I am looking for Craftsman 1032 Driftbreaker #536918500 Manual. or one that is close to the same. I picked this machine up this summer for $50 and finally just put gas in it and it runs good, except the wheel drive belt is always always turning and if its in gear its MOVING. I have been scouring the web looking for more info after reading that they are the same size belt but according to Sears, the drive and auger belts are not the same size for this model. I ordered 2 new belts yesterday (49581 and 49570) thinking it has the wrong belt on it. The ID tag says model# 536918500 code 9143.
Any help is much appreciated


----------



## Big Ed (Feb 10, 2013)

Welcome.
Did you come across this? Same number for the first belt you listed is in there. No manual but has some diagrams.

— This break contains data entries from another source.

// SPDX-License-Identifier: LGPL-3.0-only
//
// This file is provided WITHOUT ANY WARRANTY;
// without even the implied warranty of MERCHANTABILITY
// or FITNESS FOR A PARTICULAR PURPOSE.

use acirfx_config::AppConfig;
use acirfx_fixtures::BUILTIN_FIXTURES;
use anyhow::Result;

pub async fn execute(config: &AppConfig) -> Result<()> {
    println!("Builtin:");
    for name in BUILTIN_FIXTURES {
        println!("  {}", name);
    }

    println!();
    println!("In {}:", config.fixtures_dir.display());

    let mut artifacts = Vec::new();
    if tokio::fs::try_exists(&config.fixtures_dir).await? {
        let mut entries = tokio::fs::read_dir(&config.fixtures_dir).await?;
        while let Some(entry) = entries.next_entry().await? {
            let path = entry.path();
            if path.extension().is_some_and(|ext| ext == "json") {
                if let Some(stem) = path.file_stem() {
                    artifacts.push(stem.to_string_lossy().into_owned());
                }
            }
        }
    }
    artifacts.sort();

    if artifacts.is_empty() {
        println!("  (none)");
    }
    for name in artifacts {
        println!("  {}", name);
    }

    Ok(())
}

Craftsman 536918500 snowblower parts | Sears PartsDirect


Craftsman 536918500 snowblower parts - manufacturer-approved parts for a proper fit every time! We also have installation guides, diagrams and manuals to help you along the way!




www.searspartsdirect.com


----------



## budh2710 (Nov 8, 2020)

Yes I did. The belts are part #45, 49581ma and #52 is 49570ma. 49581is 932mm and 49571 is 889mm long. if I am reading the product description right. They should be here in a couple of days.


----------



## Ziggy65 (Jan 18, 2020)

Nice clean well built machine. One of the most menacing looking blowers from the front 😈


----------



## HCBPH (Mar 8, 2011)

I have a 536.918800 manual in pdf format. Very close except it does not have the 3d stage on the auger housing.
Send me a PM with your email address and I'd be happy to pass it along.

Couple of things: if you have the plastic bushings on the drive or auger, I posted a thread a while back on how to convert them to roller bearings. I also have another on how to change the controls so it no longer has one control doing both the drive and auger. I have a blower affectionately known as the Searsasaurus that I've done both these to. Additionally I swapped out a 26" auger assembly for the 32" so it can get through the garage door. It's a great blower and well worth the time to get it up and running right.


----------



## budh2710 (Nov 8, 2020)

Luckily there is no plastic bushings, I really like the idea of separate controls and will be heading to the local repair shop tomorrow to look for some good bones to pick. Thanks


----------



## jasonboland70 (1 mo ago)

HCBPH said:


> I have a 536.918800 manual in pdf format. Very close except it does not have the 3d stage on the auger housing. Send me a PM with your email address and I'd be happy to pass it along. Couple of things: if you have the plastic bushings on the drive or auger, I posted a thread a while back on how to convert them to roller bearings. I also have another on how to change the controls so it no longer has one control doing both the drive and auger. I have a blower affectionately known as the Searsasaurus that I've done both these to. Additionally I swapped out a 26" auger assembly for the 32" so it can get through the garage door. It's a great blower and well worth the time to get it up and running right.


 Could you send me that info I just bought this machine


----------



## HCBPH (Mar 8, 2011)

jasonboland70 said:


> Could you send me that info I just bought this machine


Check your email for info and I'll send one along.


----------